Your objective ->
Set down all the entries again, word for word.

Dataset extract ->
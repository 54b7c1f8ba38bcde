//! Service configuration
//!
//! The fetch timeout and header profile are fixed constants in
//! [`crate::fetcher`]; only presentation details are configurable.

/// Default service name reported by `/health` and `/`.
pub const DEFAULT_SERVICE_NAME: &str = "Website Source Fetcher API";

/// Default `Cache-Control: max-age` on successful envelopes, in seconds.
pub const DEFAULT_CACHE_MAX_AGE: u32 = 300;

#[derive(Debug, Clone, PartialEq, Eq)]
pub struct ServiceConfig {
    pub service_name: String,
    pub version: String,
    pub cache_max_age: u32,
}

impl Default for ServiceConfig {
    fn default() -> Self {
        Self {
            service_name: DEFAULT_SERVICE_NAME.to_string(),
            version: env!("CARGO_PKG_VERSION").to_string(),
            cache_max_age: DEFAULT_CACHE_MAX_AGE,
        }
    }
}

impl ServiceConfig {
    /// Build a config from a key lookup such as Worker vars or process env.
    ///
    /// Reads `SERVICE_NAME` and `CACHE_MAX_AGE`. Missing, blank or unparsable
    /// values keep their defaults.
    pub fn from_lookup<F>(lookup: F) -> Self
    where
        F: Fn(&str) -> Option<String>,
    {
        let mut config = Self::default();

        if let Some(name) = lookup("SERVICE_NAME")
            .map(|v| v.trim().to_string())
            .filter(|v| !v.is_empty())
        {
            config.service_name = name;
        }

        if let Some(raw) = lookup("CACHE_MAX_AGE") {
            match raw.trim().parse::<u32>() {
                Ok(max_age) => config.cache_max_age = max_age,
                Err(_) => tracing::warn!(value = %raw, "ignoring invalid CACHE_MAX_AGE"),
            }
        }

        config
    }
}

Finished task ->
repository 54b7c1f8ba38bcde
//! Service configuration
//!
//! The fetch timeout and header profile are fixed constants in
//! [`crate::fetcher`]; only presentation details are configurable.

/// Default service name reported by `/health` and `/`.
pub const DEFAULT_SERVICE_NAME: &str = "Website Source Fetcher API";

/// Default `Cache-Control: max-age` on successful envelopes, in seconds.
pub const DEFAULT_CACHE_MAX_AGE: u32 = 300;

#[derive(Debug, Clone, PartialEq, Eq)]
pub struct ServiceConfig {
    pub service_name: String,
    pub version: String,
    pub cache_max_age: u32,
}

impl Default for ServiceConfig {
    fn default() -> Self {
        Self {
            service_name: DEFAULT_SERVICE_NAME.to_string(),
            version: env!("CARGO_PKG_VERSION").to_string(),
            cache_max_age: DEFAULT_CACHE_MAX_AGE,
        }
    }
}

impl ServiceConfig {
    /// Build a config from a key lookup such as Worker vars or process env.
    ///
    /// Reads `SERVICE_NAME` and `CACHE_MAX_AGE`. Missing, blank or unparsable
    /// values keep their defaults.
    pub fn from_lookup<F>(lookup: F) -> Self
    where
        F: Fn(&str) -> Option<String>,
    {
        let mut config = Self::default();

        if let Some(name) = lookup("SERVICE_NAME")
            .map(|v| v.trim().to_string())
            .filter(|v| !v.is_empty())
        {
            config.service_name = name;
        }

        if let Some(raw) = lookup("CACHE_MAX_AGE") {
            match raw.trim().parse::<u32>() {
                Ok(max_age) => config.cache_max_age = max_age,
                Err(_) => tracing::warn!(value = %raw, "ignoring invalid CACHE_MAX_AGE"),
            }
        }

        config
    }
}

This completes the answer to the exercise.